NEW YORK (GenomeWeb) – Rice University said today it has reeled in a $1.1 million grant from the National Science Foundation to develop cloud computing tools for use in evolutionary genomics research.
Under the three-year grant, two Rice research teams will develop parallel-processing tools for studying how genes and genomes evolve across different species. The teams expect these open-source algorithms will enable other researchers with limited access to supercomputing resources but who can rent cloud computing time from firms such as Amazon or Microsoft to perform sophisticated computing techniques.
The statistical modeling programs they develop will be able to run parallel analyses on thousands of computers, and may make it possible to use large-scale analyses to trace genes at scales that were not previously practical, Rice said.
"We're doing basic analysis of evolutionary questions," said Luay Nakhleh, an associate professor of computer science at Rice and one of the project's leaders. "Evolutionary biologists sample taxa from across the tree of life. They want to know, for example, how a big group of plants may have evolved."
The researchers also plan to expand upon Bayesian inference techniques that enable biologists to incorporate prior knowledge into their analysis.
"Analyzing data sets with 10 or 20 gene sequences can easily take hundreds of hours," Nakhleh said. "But the tree of life has millions of sequences and is built from millions of species. There’s no way traditional Bayesian techniques are even going to get close to handling that."
Rice Associate Professor Christopher Jermaine, the project's other leader, said a problem that involves analyzing 50 organisms could require tens of thousands of hours of computing time. While that is "doable," trying to perform the same analyses with thousands or organisms would not be.

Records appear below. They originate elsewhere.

//! Reveal phases of the active question and the single visibility ordering
//! shared by every consumer (host, display, player views).

use serde::{Deserialize, Serialize};
use utoipa::ToSchema;

/// Answer slot letters of a materialized question arrangement.
#[derive(Debug, Clone, Copy, PartialEq, Eq, Hash, Serialize, Deserialize, ToSchema)]
pub enum AnswerLetter {
    /// Slot A.
    A,
    /// Slot B.
    B,
    /// Slot C.
    C,
    /// Slot D.
    D,
}

impl AnswerLetter {
    /// All four slots in display order.
    pub const ALL: [AnswerLetter; 4] = [
        AnswerLetter::A,
        AnswerLetter::B,
        AnswerLetter::C,
        AnswerLetter::D,
    ];

    /// Zero-based slot index backing this letter.
    pub fn index(self) -> usize {
        match self {
            AnswerLetter::A => 0,
            AnswerLetter::B => 1,
            AnswerLetter::C => 2,
            AnswerLetter::D => 3,
        }
    }

    /// Letter for a zero-based slot index.
    pub fn from_index(index: usize) -> Option<Self> {
        Self::ALL.get(index).copied()
    }

    /// Uppercase single-letter representation used in events and storage.
    pub fn as_str(self) -> &'static str {
        match self {
            AnswerLetter::A => "A",
            AnswerLetter::B => "B",
            AnswerLetter::C => "C",
            AnswerLetter::D => "D",
        }
    }
}

impl std::fmt::Display for AnswerLetter {
    fn fmt(&self, f: &mut std::fmt::Formatter<'_>) -> std::fmt::Result {
        f.write_str(self.as_str())
    }
}

/// Reveal/lock/score stage of the current question within a room.
///
/// The host may set any phase directly; ordering only matters for deciding
/// what is visible, via [`GamePhase::reveal_rank`]. Two phases carry side
/// effects handled by the phase service: `locked` stops answer submission and
/// entering `reveal` finalizes scores for the question.
#[derive(Debug, Clone, Copy, PartialEq, Eq, Serialize, Deserialize, ToSchema)]
#[serde(rename_all = "snake_case")]
pub enum GamePhase {
    /// Nothing about the question is shown yet.
    Hidden,
    /// Question text visible, no answers yet.
    Question,
    /// Answers up to slot A visible.
    AnswerA,
    /// Answers up to slot B visible.
    AnswerB,
    /// Answers up to slot C visible.
    AnswerC,
    /// Answers up to slot D visible.
    AnswerD,
    /// All answers visible, submissions closed.
    Locked,
    /// Correct answer shown, scores for this question final.
    Reveal,
    /// Terminal phase once the host ends the game.
    Finished,
}

impl GamePhase {
    /// Total ordering of reveal progression. Every "is X visible at phase P"
    /// question is answered by comparing ranks, so host, display, and player
    /// views can never disagree on what a phase shows.
    pub fn reveal_rank(self) -> u8 {
        match self {
            GamePhase::Hidden => 0,
            GamePhase::Question => 1,
            GamePhase::AnswerA => 2,
            GamePhase::AnswerB => 3,
            GamePhase::AnswerC => 4,
            GamePhase::AnswerD => 5,
            GamePhase::Locked => 6,
            GamePhase::Reveal => 7,
            GamePhase::Finished => 8,
        }
    }

    /// Whether the question text is visible.
    pub fn shows_question(self) -> bool {
        self.reveal_rank() >= GamePhase::Question.reveal_rank()
    }

    /// Whether the given answer slot is visible.
    pub fn shows_answer(self, letter: AnswerLetter) -> bool {
        let unlocked_at = match letter {
            AnswerLetter::A => GamePhase::AnswerA,
            AnswerLetter::B => GamePhase::AnswerB,
            AnswerLetter::C => GamePhase::AnswerC,
            AnswerLetter::D => GamePhase::AnswerD,
        };
        self.reveal_rank() >= unlocked_at.reveal_rank()
    }

    /// Whether the correct answer is disclosed.
    pub fn shows_correct(self) -> bool {
        matches!(self, GamePhase::Reveal)
    }

    /// Authoritative submission guard: answer mutation is rejected from
    /// `locked` onward, everywhere.
    pub fn accepts_answers(self) -> bool {
        !matches!(self, GamePhase::Locked | GamePhase::Reveal | GamePhase::Finished)
    }
}

impl std::fmt::Display for GamePhase {
    fn fmt(&self, f: &mut std::fmt::Formatter<'_>) -> std::fmt::Result {
        let name = match self {
            GamePhase::Hidden => "hidden",
            GamePhase::Question => "question",
            GamePhase::AnswerA => "answer_a",
            GamePhase::AnswerB => "answer_b",
            GamePhase::AnswerC => "answer_c",
            GamePhase::AnswerD => "answer_d",
            GamePhase::Locked => "locked",
            GamePhase::Reveal => "reveal",
            GamePhase::Finished => "finished",
        };
        f.write_str(name)
    }
}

"We’re not talking about taking a one-day calculation and taking it down to minutes," Jermaine said. "We’re talking about potentially taking a years- or decades-long computation and making it feasible by changing the underlying algorithm and making it amenable to distributed computing."
Jermaine and Nakhleh want to create a turnkey software that will make it easy to use for biologists, Rice said.
"My impression is they want a very low bar to entry," Jermaine said. "If they have to write a lot of code or have to figure out how to use all these servers, they’re just not going to do it. Hopefully our solution will be as easy for biologists as pressing a return key."